Los de abajo ven que su escaso dinero asciende a un empíreo del que ignoran casi todo. Allí se queda. Pero… ¿qué hace allí?, comenta la filósofa Amelia Valcárcel, catedrática de Filosofía Moral y Política de la Universidad Nacional de Educación a Distancia (UNED) y miembro del Consejo de Estado.
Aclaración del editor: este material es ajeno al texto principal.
//! API error types.

use axum::http::{header, StatusCode};
use axum::response::{IntoResponse, Response};
use axum::Json;
use serde::Serialize;
use thiserror::Error;

use qledger_engine::LedgerError;
use qledger_models::DenialReason;
use qledger_store::StoreError;

use crate::config::running_in_production;

pub type ApiResult<T> = Result<T, ApiError>;

#[derive(Debug, Error)]
pub enum ApiError {
    #[error("Unauthorized: {0}")]
    Unauthorized(String),

    #[error("Bad request: {0}")]
    BadRequest(String),

    #[error("Conflict: {0}")]
    Conflict(String),

    #[error("Rate limit exceeded. Please try again later.")]
    RateLimited,

    #[error("{0}")]
    Denied(DenialReason),

    #[error("Store error: {0}")]
    Store(#[from] StoreError),
}

impl From<LedgerError> for ApiError {
    fn from(err: LedgerError) -> Self {
        match err {
            LedgerError::NotAllowed(reason) => ApiError::Denied(reason),
        }
    }
}

impl ApiError {
    pub fn unauthorized(msg: impl Into<String>) -> Self {
        Self::Unauthorized(msg.into())
    }

    pub fn bad_request(msg: impl Into<String>) -> Self {
        Self::BadRequest(msg.into())
    }

    pub fn conflict(msg: impl Into<String>) -> Self {
        Self::Conflict(msg.into())
    }

    pub fn status_code(&self) -> StatusCode {
        match self {
            ApiError::Unauthorized(_) => StatusCode::UNAUTHORIZED,
            ApiError::BadRequest(_) => StatusCode::BAD_REQUEST,
            ApiError::Conflict(_) => StatusCode::CONFLICT,
            ApiError::RateLimited => StatusCode::TOO_MANY_REQUESTS,
            ApiError::Denied(DenialReason::InsufficientCredits { .. }) => StatusCode::PAYMENT_REQUIRED,
            ApiError::Denied(DenialReason::ImageLimitExceeded { .. }) => StatusCode::TOO_MANY_REQUESTS,
            ApiError::Store(_) => StatusCode::INTERNAL_SERVER_ERROR,
        }
    }

    fn code(&self) -> Option<&'static str> {
        match self {
            ApiError::Denied(reason) => Some(reason.code()),
            ApiError::Conflict(_) => Some("CONCURRENT_UPDATE"),
            ApiError::RateLimited => Some("RATE_LIMITED"),
            _ => None,
        }
    }
}

#[derive(Debug, Serialize)]
struct ErrorResponse {
    detail: String,
    #[serde(skip_serializing_if = "Option::is_none")]
    code: Option<&'static str>,
    #[serde(skip_serializing_if = "Option::is_none")]
    required: Option<u32>,
    #[serde(skip_serializing_if = "Option::is_none")]
    available: Option<u32>,
    #[serde(skip_serializing_if = "Option::is_none")]
    limit: Option<u32>,
    #[serde(skip_serializing_if = "Option::is_none")]
    window_hours: Option<u32>,
    #[serde(skip_serializing_if = "std::ops::Not::not")]
    upgrade_suggested: bool,
}

impl IntoResponse for ApiError {
    fn into_response(self) -> Response {
        let status = self.status_code();

        // Don't expose internal error details in production
        let detail = match &self {
            ApiError::Store(_) if running_in_production() => "An internal error occurred".to_string(),
            _ => self.to_string(),
        };

        let mut body = ErrorResponse {
            detail,
            code: self.code(),
            required: None,
            available: None,
            limit: None,
            window_hours: None,
            upgrade_suggested: false,
        };

        if let ApiError::Denied(reason) = &self {
            body.upgrade_suggested = reason.upgrade_suggested();
            match *reason {
                DenialReason::InsufficientCredits {
                    required,
                    available,
                } => {
                    body.required = Some(required);
                    body.available = Some(available);
                }
                DenialReason::ImageLimitExceeded {
                    limit,
                    window_hours,
                } => {
                    body.limit = Some(limit);
                    body.window_hours = Some(window_hours);
                }
            }
        }

        if matches!(self, ApiError::RateLimited) {
            return (status, [(header::RETRY_AFTER, "1")], Json(body)).into_response();
        }

        (status, Json(body)).into_response()
    }
}
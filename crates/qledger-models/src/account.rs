//! User account record.

use schemars::JsonSchema;
use serde::{Deserialize, Serialize};

use crate::plan::PlanTier;
use crate::time::EpochMillis;

/// Credit balance granted when an account is first created.
pub const INITIAL_CREDITS: u32 = 100;

/// Per-user quota record.
///
/// There is exactly one authoritative account per user. It is read before
/// every metered action and written back after every reset or debit.
#[derive(Debug, Clone, PartialEq, Eq, Serialize, Deserialize, JsonSchema)]
pub struct Account {
    /// Owner of this account.
    pub user_id: String,

    /// Current plan tier.
    #[serde(default)]
    pub plan: PlanTier,

    /// Spendable credit balance.
    pub credits: u32,

    /// When `credits` was last replenished (epoch millis).
    pub last_credit_reset: EpochMillis,

    /// Image generations since the last image-window reset.
    #[serde(default)]
    pub daily_image_count: u32,

    /// When the image window last reset (epoch millis).
    pub last_image_reset: EpochMillis,

    /// Write counter used for conditional saves.
    #[serde(default)]
    pub revision: u64,
}

impl Account {
    /// Create a fresh basic-tier account at `now`.
    pub fn new(user_id: impl Into<String>, now: EpochMillis) -> Self {
        Self {
            user_id: user_id.into(),
            plan: PlanTier::Basic,
            credits: INITIAL_CREDITS,
            last_credit_reset: now,
            daily_image_count: 0,
            last_image_reset: now,
            revision: 0,
        }
    }

    /// Set the plan tier.
    pub fn with_plan(mut self, plan: PlanTier) -> Self {
        self.plan = plan;
        self
    }

    /// Set the credit balance.
    pub fn with_credits(mut self, credits: u32) -> Self {
        self.credits = credits;
        self
    }

    /// Set the image counter.
    pub fn with_daily_image_count(mut self, count: u32) -> Self {
        self.daily_image_count = count;
        self
    }

    /// Set both window reset timestamps.
    pub fn with_resets(mut self, last_credit_reset: EpochMillis, last_image_reset: EpochMillis) -> Self {
        self.last_credit_reset = last_credit_reset;
        self.last_image_reset = last_image_reset;
        self
    }

    /// Compare the quota-bearing fields, ignoring `revision`.
    pub fn same_quota(&self, other: &Account) -> bool {
        self.user_id == other.user_id
            && self.plan == other.plan
            && self.credits == other.credits
            && self.last_credit_reset == other.last_credit_reset
            && self.daily_image_count == other.daily_image_count
            && self.last_image_reset == other.last_image_reset
    }
}
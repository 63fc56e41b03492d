//! Store metrics collection.
//!
//! - Request counters by operation and status
//! - Latency histograms
//! - Retry counters

use metrics::{counter, histogram};

/// Metric name constants for consistency.
pub mod names {
    /// Total store requests by operation and status.
    pub const REQUESTS_TOTAL: &str = "qledger_store_requests_total";

    /// Total retry attempts by operation.
    pub const RETRIES_TOTAL: &str = "qledger_store_retries_total";

    /// Request latency in seconds by operation.
    pub const LATENCY_SECONDS: &str = "qledger_store_latency_seconds";
}

/// Record metrics for a completed store request.
pub fn record_request(operation: &str, status: u16, latency_ms: f64) {
    counter!(
        names::REQUESTS_TOTAL,
        "operation" => operation.to_string(),
        "status" => status.to_string()
    )
    .increment(1);

    histogram!(
        names::LATENCY_SECONDS,
        "operation" => operation.to_string()
    )
    .record(latency_ms / 1000.0);
}

/// Record a retry attempt.
pub fn record_retry(operation: &str) {
    counter!(
        names::RETRIES_TOTAL,
        "operation" => operation.to_string()
    )
    .increment(1);
}
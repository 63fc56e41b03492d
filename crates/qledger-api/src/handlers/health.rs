//! Health check handlers.

use std::time::Instant;

use axum::extract::State;
use axum::http::StatusCode;
use axum::Json;
use chrono::Utc;
use serde::Serialize;

use crate::state::AppState;

/// Health response.
#[derive(Serialize)]
pub struct HealthResponse {
    pub status: String,
    pub version: String,
    pub timestamp: String,
}

/// Health check endpoint (liveness probe).
pub async fn health() -> Json<HealthResponse> {
    Json(HealthResponse {
        status: "healthy".to_string(),
        version: env!("CARGO_PKG_VERSION").to_string(),
        timestamp: Utc::now().to_rfc3339(),
    })
}

/// Readiness check response.
#[derive(Serialize)]
pub struct ReadinessResponse {
    pub status: String,
    pub checks: ReadinessChecks,
}

#[derive(Serialize)]
pub struct ReadinessChecks {
    pub store: CheckStatus,
}

#[derive(Serialize)]
pub struct CheckStatus {
    pub status: String,
    pub backend: &'static str,
    #[serde(skip_serializing_if = "Option::is_none")]
    pub error: Option<String>,
    #[serde(skip_serializing_if = "Option::is_none")]
    pub latency_ms: Option<u64>,
}

/// Readiness check endpoint (readiness probe). Pings the account store.
pub async fn ready(
    State(state): State<AppState>,
) -> Result<Json<ReadinessResponse>, (StatusCode, Json<ReadinessResponse>)> {
    let store = state.quota.store();
    let start = Instant::now();

    let check = match store.ping().await {
        Ok(()) => CheckStatus {
            status: "ok".to_string(),
            backend: store.name(),
            error: None,
            latency_ms: Some(start.elapsed().as_millis() as u64),
        },
        Err(e) => CheckStatus {
            status: "error".to_string(),
            backend: store.name(),
            error: Some(e.to_string()),
            latency_ms: None,
        },
    };

    let ok = check.status == "ok";
    let response = ReadinessResponse {
        status: if ok { "ready" } else { "degraded" }.to_string(),
        checks: ReadinessChecks { store: check },
    };

    if ok {
        Ok(Json(response))
    } else {
        Err((StatusCode::SERVICE_UNAVAILABLE, Json(response)))
    }
}
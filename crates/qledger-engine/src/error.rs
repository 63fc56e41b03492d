//! Ledger error types.

use qledger_models::DenialReason;
use thiserror::Error;

pub type LedgerResult<T> = Result<T, LedgerError>;

/// Misuse of the ledger API. Denials themselves are values, not errors.
#[derive(Debug, Clone, PartialEq, Eq, Error)]
pub enum LedgerError {
    #[error("Cannot commit a denied action: {0}")]
    NotAllowed(DenialReason),
}
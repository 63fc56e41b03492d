//! REST account store.
//!
//! Talks to a PostgREST-style endpoint (`{base}/rest/v1/{table}`):
//! - reads filter with `?id=eq.{user_id}`
//! - plain saves upsert with `Prefer: resolution=merge-duplicates`
//! - conditional saves `PATCH` with an extra `revision=eq.{n}` filter, so an
//!   empty result means another writer moved the row on
//!
//! Every call carries the service key as both `apikey` and bearer token.

use std::sync::atomic::{AtomicBool, Ordering};
use std::time::{Duration, Instant};

use async_trait::async_trait;
use qledger_models::{now_millis, Account};
use reqwest::{Client, RequestBuilder, StatusCode};
use tracing::{debug, info_span, Instrument};

use crate::error::{StoreError, StoreResult};
use crate::metrics::record_request;
use crate::record::ProfileRecord;
use crate::retry::{with_retry, RetryConfig};
use crate::store::AccountStore;

/// Default table holding account rows.
pub const DEFAULT_TABLE: &str = "profiles";

// =============================================================================
// Configuration
// =============================================================================

/// REST store configuration.
#[derive(Debug, Clone)]
pub struct RestStoreConfig {
    /// Service root, e.g. `https://project.example.co`
    pub base_url: String,
    /// Service key sent with every request
    pub api_key: String,
    /// Table holding account rows
    pub table: String,
    /// Request timeout
    pub timeout: Duration,
    /// Connect timeout
    pub connect_timeout: Duration,
    /// Retry configuration
    pub retry: RetryConfig,
}

impl RestStoreConfig {
    pub fn new(base_url: impl Into<String>, api_key: impl Into<String>) -> Self {
        Self {
            base_url: base_url.into(),
            api_key: api_key.into(),
            table: DEFAULT_TABLE.to_string(),
            timeout: Duration::from_secs(10),
            connect_timeout: Duration::from_secs(5),
            retry: RetryConfig::default(),
        }
    }

    /// Create config from environment variables.
    pub fn from_env() -> StoreResult<Self> {
        let base_url = std::env::var("ACCOUNT_STORE_URL")
            .ok()
            .filter(|s| !s.trim().is_empty())
            .ok_or_else(|| StoreError::configuration("ACCOUNT_STORE_URL must be set for the rest store"))?;

        let api_key = std::env::var("ACCOUNT_STORE_KEY")
            .ok()
            .filter(|s| !s.trim().is_empty())
            .ok_or_else(|| StoreError::configuration("ACCOUNT_STORE_KEY must be set for the rest store"))?;

        let timeout_secs: u64 = std::env::var("ACCOUNT_STORE_TIMEOUT_SECS")
            .ok()
            .and_then(|s| s.parse().ok())
            .unwrap_or(10);

        Ok(Self {
            table: std::env::var("ACCOUNT_STORE_TABLE").unwrap_or_else(|_| DEFAULT_TABLE.to_string()),
            timeout: Duration::from_secs(timeout_secs),
            retry: RetryConfig::from_env(),
            ..Self::new(base_url, api_key)
        })
    }
}

// =============================================================================
// Client
// =============================================================================

/// Account store backed by a remote REST table.
#[derive(Clone)]
pub struct RestAccountStore {
    http: Client,
    config: RestStoreConfig,
    table_url: String,
}

impl std::fmt::Debug for RestAccountStore {
    fn fmt(&self, f: &mut std::fmt::Formatter<'_>) -> std::fmt::Result {
        f.debug_struct("RestAccountStore")
            .field("table_url", &self.table_url)
            .finish_non_exhaustive()
    }
}

impl RestAccountStore {
    pub fn new(config: RestStoreConfig) -> StoreResult<Self> {
        let http = Client::builder()
            .timeout(config.timeout)
            .connect_timeout(config.connect_timeout)
            .pool_idle_timeout(Duration::from_secs(90))
            .user_agent(concat!("qledger-store/", env!("CARGO_PKG_VERSION")))
            .build()?;

        let table_url = format!(
            "{}/rest/v1/{}",
            config.base_url.trim_end_matches('/'),
            config.table
        );

        Ok(Self {
            http,
            config,
            table_url,
        })
    }

    pub fn from_env() -> StoreResult<Self> {
        Self::new(RestStoreConfig::from_env()?)
    }

    fn row_url(&self, user_id: &str) -> String {
        format!("{}?id=eq.{}", self.table_url, urlencoding::encode(user_id))
    }

    fn authed(&self, request: RequestBuilder) -> RequestBuilder {
        request
            .header("apikey", &self.config.api_key)
            .bearer_auth(&self.config.api_key)
    }

    async fn fetch_rows(&self, url: &str) -> StoreResult<Vec<ProfileRecord>> {
        let response = self.authed(self.http.get(url)).send().await?;
        Self::read_rows(url, response).await
    }

    async fn upsert_row(&self, record: &ProfileRecord) -> StoreResult<Vec<ProfileRecord>> {
        let response = self
            .authed(self.http.post(&self.table_url))
            .header("Prefer", "resolution=merge-duplicates,return=representation")
            .json(&[record])
            .send()
            .await?;
        Self::read_rows(&self.table_url, response).await
    }

    async fn patch_row(&self, url: &str, record: &ProfileRecord) -> StoreResult<Vec<ProfileRecord>> {
        let response = self
            .authed(self.http.patch(url))
            .header("Prefer", "return=representation")
            .json(record)
            .send()
            .await?;
        Self::read_rows(url, response).await
    }

    async fn read_rows(url: &str, response: reqwest::Response) -> StoreResult<Vec<ProfileRecord>> {
        let status = response.status();
        if !status.is_success() {
            return Err(Self::handle_error_response(status, url, response).await);
        }
        let body = response.text().await?;
        if body.trim().is_empty() {
            return Ok(Vec::new());
        }
        Ok(serde_json::from_str(&body)?)
    }

    async fn handle_error_response(status: StatusCode, url: &str, response: reqwest::Response) -> StoreError {
        let body = response.text().await.unwrap_or_default();
        StoreError::from_http_status(status.as_u16(), format!("{} failed: {}", url, body))
    }

    /// Run one store call inside a span and record its metrics.
    async fn execute_request<T, F>(&self, operation: &str, user_id: &str, fut: F) -> StoreResult<T>
    where
        F: std::future::Future<Output = StoreResult<T>>,
    {
        let span = info_span!("store_request", backend = "rest", operation = %operation, user_id = %user_id);

        let start = Instant::now();
        let result = fut.instrument(span).await;
        let latency_ms = start.elapsed().as_millis() as f64;

        let status = match &result {
            Ok(_) => 200,
            Err(e) => e.http_status().unwrap_or(500),
        };
        record_request(operation, status, latency_ms);

        result
    }

    fn first_account(rows: Vec<ProfileRecord>) -> Option<Account> {
        rows.into_iter().next().map(|row| row.into_account(now_millis()))
    }
}

// =============================================================================
// AccountStore
// =============================================================================

#[async_trait]
impl AccountStore for RestAccountStore {
    async fn load(&self, user_id: &str) -> StoreResult<Option<Account>> {
        let url = self.row_url(user_id);
        let rows = self
            .execute_request(
                "load",
                user_id,
                with_retry(&self.config.retry, "load", || self.fetch_rows(&url)),
            )
            .await?;
        Ok(Self::first_account(rows))
    }

    async fn save(&self, account: &Account) -> StoreResult<Account> {
        // The stored revision only moves forward, even for a stale upsert
        let current = self.load(&account.user_id).await?.map(|a| a.revision).unwrap_or(0);

        let mut next = account.clone();
        next.revision = current.max(account.revision) + 1;
        let record = ProfileRecord::from_account(&next);

        let rows = self
            .execute_request(
                "save",
                &account.user_id,
                with_retry(&self.config.retry, "save", || self.upsert_row(&record)),
            )
            .await?;

        debug!(user_id = %account.user_id, revision = next.revision, "Upserted account");
        Ok(Self::first_account(rows).unwrap_or(next))
    }

    async fn save_if_revision(&self, account: &Account, expected: u64) -> StoreResult<Account> {
        let mut next = account.clone();
        next.revision = expected + 1;
        let record = ProfileRecord::from_account(&next);
        let url = format!("{}&revision=eq.{}", self.row_url(&account.user_id), expected);

        // Set when an attempt failed after the PATCH may have reached the
        // server, so a later empty match could be our own write
        let uncertain = AtomicBool::new(false);

        let rows = {
            let (url, record, uncertain) = (&url, &record, &uncertain);
            self.execute_request(
                "save_if_revision",
                &account.user_id,
                with_retry(&self.config.retry, "save_if_revision", move || async move {
                    let result = self.patch_row(url, record).await;
                    if matches!(&result, Err(e) if e.is_retryable()) {
                        uncertain.store(true, Ordering::Relaxed);
                    }
                    result
                }),
            )
            .await?
        };

        if let Some(stored) = Self::first_account(rows) {
            return Ok(stored);
        }

        // Nothing matched: the row is gone, its revision moved on, or an
        // earlier attempt already applied this exact write
        match self.load(&account.user_id).await? {
            None => Err(StoreError::not_found(account.user_id.clone())),
            Some(current)
                if uncertain.load(Ordering::Relaxed)
                    && current.revision == next.revision
                    && current.same_quota(&next) =>
            {
                debug!(
                    user_id = %account.user_id,
                    revision = current.revision,
                    "Conditional write already applied by an earlier attempt"
                );
                Ok(current)
            }
            Some(current) => Err(StoreError::PreconditionFailed(format!(
                "{} is at revision {}, expected {}",
                account.user_id, current.revision, expected
            ))),
        }
    }

    async fn ping(&self) -> StoreResult<()> {
        let url = format!("{}?select=id&limit=1", self.table_url);
        self.execute_request("ping", "-", self.fetch_rows(&url)).await?;
        Ok(())
    }

    fn name(&self) -> &'static str {
        "rest"
    }
}

// =============================================================================
// Tests
// =============================================================================
//! Metered actions.

use schemars::JsonSchema;
use serde::{Deserialize, Serialize};

/// Credits charged for a text generation.
pub const TEXT_COST: u32 = 1;

/// Credits charged for an image generation.
pub const IMAGE_COST: u32 = 10;

/// Classification of a user request.
#[derive(Debug, Clone, Copy, PartialEq, Eq, Hash, Serialize, Deserialize, JsonSchema)]
#[serde(rename_all = "lowercase")]
pub enum ActionKind {
    Text,
    Image,
}

impl ActionKind {
    /// Credit cost for this kind of action.
    pub fn cost(&self) -> u32 {
        match self {
            ActionKind::Text => TEXT_COST,
            ActionKind::Image => IMAGE_COST,
        }
    }

    pub fn as_str(&self) -> &'static str {
        match self {
            ActionKind::Text => "text",
            ActionKind::Image => "image",
        }
    }
}

impl std::fmt::Display for ActionKind {
    fn fmt(&self, f: &mut std::fmt::Formatter<'_>) -> std::fmt::Result {
        write!(f, "{}", self.as_str())
    }
}

/// A classified action and its cost. Ephemeral, never stored.
#[derive(Debug, Clone, Copy, PartialEq, Eq, Serialize, Deserialize, JsonSchema)]
pub struct Action {
    pub kind: ActionKind,
    pub cost: u32,
}

impl Action {
    /// Build an action whose cost is derived from its kind.
    pub fn of(kind: ActionKind) -> Self {
        Self {
            kind,
            cost: kind.cost(),
        }
    }

    pub fn text() -> Self {
        Self::of(ActionKind::Text)
    }

    pub fn image() -> Self {
        Self::of(ActionKind::Image)
    }

    /// Whether this action consumes a unit of the image sub-limit.
    pub fn consumes_image_slot(&self) -> bool {
        self.kind == ActionKind::Image
    }
}

#[cfg(test)]
mod tests {
    use super::*;

    #[test]
    fn test_costs() {
        assert_eq!(Action::text().cost, 1);
        assert_eq!(Action::image().cost, 10);
    }

    #[test]
    fn test_only_images_consume_slot() {
        assert!(Action::image().consumes_image_slot());
        assert!(!Action::text().consumes_image_slot());
    }

    #[test]
    fn test_kind_serializes_lowercase() {
        assert_eq!(serde_json::to_string(&ActionKind::Image).unwrap(), "\"image\"");
    }
}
El dinero es, dicen, un invento relativamente reciente, comienza diciendo en su artículo la profesora Valcárcel. El dinero, eso que representa la riqueza y aquello por lo cual cambiamos todo o casi todo. La mercancía universal. Esa escueta manera de nombrarlo proviene de Marx: el dinero es aquello que, en el intercambio, permite hacer conmensurables mercancías heterogéneas. Cualquier cosa a la que demos valor la cambiaremos por dinero, la mercancía universal que no se come ni se bebe, lo que nos permitirá a nuestra vez cambiar ese dinero por aquello que deseemos o necesitemos. El dinero será el fluido que permite el paso. Un lenguaje aceptado que va desde los dientes de lobo hasta los cauríes, el papel o los metales. Es sumamente imaginativo. La mediación por excelencia. Ahora el dinero es mera corriente eléctrica. Ya no necesita ser concha, diente, metal ni tampoco papel.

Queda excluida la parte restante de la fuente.